Question: Find the angle between the lines represented by the following equation: 5x² + 7xy + 2y² = 0.

Solution:
Given,

Single equation of two straight lines is 
$5x²+7xy+2y²=0$
$or, 5x² + 2×\frac{7}{2} xy + 2y²=0$ - (i)

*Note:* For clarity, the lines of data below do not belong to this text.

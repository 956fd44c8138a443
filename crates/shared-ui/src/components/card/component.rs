use dioxus::prelude::*;

/// Bordered surface grouping related content.
#[component]
pub fn Card(
    #[props(extends = GlobalAttributes)] attributes: Vec<Attribute>,
    children: Element,
) -> Element {
    let base = vec![Attribute::new("class", "card", None, false)];
    let merged = dioxus_primitives::merge_attributes(vec![base, attributes]);

    rsx! {
        document::Link { rel: "stylesheet", href: asset!("./style.css") }
        div {
            ..merged,
            {children}
        }
    }
}

#[component]
pub fn CardHeader(children: Element) -> Element {
    rsx! {
        div { class: "card-header", {children} }
    }
}

#[component]
pub fn CardTitle(children: Element) -> Element {
    rsx! {
        h3 { class: "card-title", {children} }
    }
}

#[component]
pub fn CardDescription(children: Element) -> Element {
    rsx! {
        p { class: "card-description", {children} }
    }
}

#[component]
pub fn CardContent(
    #[props(extends = GlobalAttributes)] attributes: Vec<Attribute>,
    children: Element,
) -> Element {
    let base = vec![Attribute::new("class", "card-content", None, false)];
    let merged = dioxus_primitives::merge_attributes(vec![base, attributes]);

    rsx! {
        div {
            ..merged,
            {children}
        }
    }
}

#[component]
pub fn CardFooter(children: Element) -> Element {
    rsx! {
        div { class: "card-footer", {children} }
    }
}
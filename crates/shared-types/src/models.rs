use serde::{Deserialize, Serialize};
use std::fmt;

/// Marketplace role attached to every signed-in user.
#[derive(Debug, Clone, Copy, Serialize, Deserialize, Default, PartialEq, Eq, Hash)]
#[serde(rename_all = "lowercase")]
pub enum UserRole {
    Admin,
    Seller,
    #[default]
    Buyer,
}

/// All roles in display order.
pub const ALL_ROLES: &[UserRole] = &[UserRole::Admin, UserRole::Seller, UserRole::Buyer];

impl UserRole {
    /// Parse a role string. Unknown values default to Buyer.
    pub fn from_str_or_default(s: &str) -> Self {
        match s.trim().to_lowercase().as_str() {
            "admin" => UserRole::Admin,
            "seller" => UserRole::Seller,
            _ => UserRole::Buyer,
        }
    }

    pub fn as_str(&self) -> &'static str {
        match self {
            UserRole::Admin => "admin",
            UserRole::Seller => "seller",
            UserRole::Buyer => "buyer",
        }
    }

    pub fn display_name(&self) -> &'static str {
        match self {
            UserRole::Admin => "Admin",
            UserRole::Seller => "Seller",
            UserRole::Buyer => "Buyer",
        }
    }
}

impl fmt::Display for UserRole {
    fn fmt(&self, f: &mut fmt::Formatter<'_>) -> fmt::Result {
        f.write_str(self.as_str())
    }
}

/// The identity held by the auth context.
#[derive(Debug, Clone, Serialize, Deserialize, PartialEq)]
pub struct User {
    pub id: String,
    pub email: String,
    pub name: String,
    pub role: UserRole,
    #[serde(default, skip_serializing_if = "Option::is_none")]
    pub avatar: Option<String>,
}

impl User {
    /// Canned, non-persisted identity for the given role.
    ///
    /// Always returns the same record for the same role.
    pub fn mock(role: UserRole) -> Self {
        let (id, email, name) = match role {
            UserRole::Admin => ("1", "admin@marketplace.com", "Admin User"),
            UserRole::Seller => ("2", "seller@marketplace.com", "Seller User"),
            UserRole::Buyer => ("3", "buyer@marketplace.com", "Buyer User"),
        };
        Self {
            id: id.to_string(),
            email: email.to_string(),
            name: name.to_string(),
            role,
            avatar: None,
        }
    }

    pub fn is_admin(&self) -> bool {
        self.role == UserRole::Admin
    }

    /// Up to two uppercase initials for avatar fallbacks.
    pub fn initials(&self) -> String {
        self.name
            .split_whitespace()
            .filter_map(|w| w.chars().next())
            .take(2)
            .collect::<String>()
            .to_uppercase()
    }
}

/// A catalog listing shown on the products page.
#[derive(Debug, Clone, Serialize, Deserialize, PartialEq)]
pub struct Product {
    pub id: String,
    pub name: String,
    pub seller: String,
    /// Price in minor currency units.
    pub price_cents: i64,
    pub currency: String,
    pub status: String,
}

/// A customer order shown on the dashboard.
#[derive(Debug, Clone, Serialize, Deserialize, PartialEq)]
pub struct Order {
    pub id: String,
    pub customer: String,
    /// Order total in minor currency units.
    pub total_cents: i64,
    pub currency: String,
    pub status: String,
    /// ISO-8601 timestamp.
    pub placed_at: String,
}

/// An account row on the users page.
#[derive(Debug, Clone, Serialize, Deserialize, PartialEq)]
pub struct UserAccount {
    pub user: User,
    pub status: String,
    pub joined_at: String,
}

Comparing equation (i) with ax² + 2hxy + by²= 0, we get,
$h = \frac{7}{2}, a = 5, b = 2$

Angle represented by the following single equation is given by:

$tan \theta = \left ( \pm \dfrac{2 \sqrt{h^2 - ab}}{a +b} \right )$

$or, tan \theta = \left ( \pm \dfrac{2 \sqrt{ (\frac{7}{2})^2 - 5×2}}{5 +2} \right )$

$or, tan \theta = \left ( \pm \dfrac{ 2\sqrt{\frac{49}{4} - 10}}{7} \right )$

$or, tan \theta = \left ( \pm \dfrac{2 \sqrt{ \frac{49-40}{4}}}{7} \right )$

$or, tan \theta = \left ( \pm \dfrac{2 \sqrt{ \frac{9}{4}}}{7} \right )$

$or, tan \theta = \left ( \pm \dfrac{2 × \frac{3}{2}}{7} \right )$

$or, tan \theta = \left ( \pm \dfrac{3}{7} \right )$

Taking positive sign,
$or, tan \theta = \frac{3}{7}$
$or, \theta = tan^{-} \frac{3}{7}$
$\therefore \theta = 23.2°$ [Use calculator]

Taking negative sign,
$or, tan \theta = - \frac{3}{7}$
$or, \theta = tan^{-1} ( - \frac{3}{7} )$
$\therefore \theta = 156.8°$ [Use calculator]

Therefore, the required angle between two lines represented by the given single equation of two lines is 23.2° or 156.8°.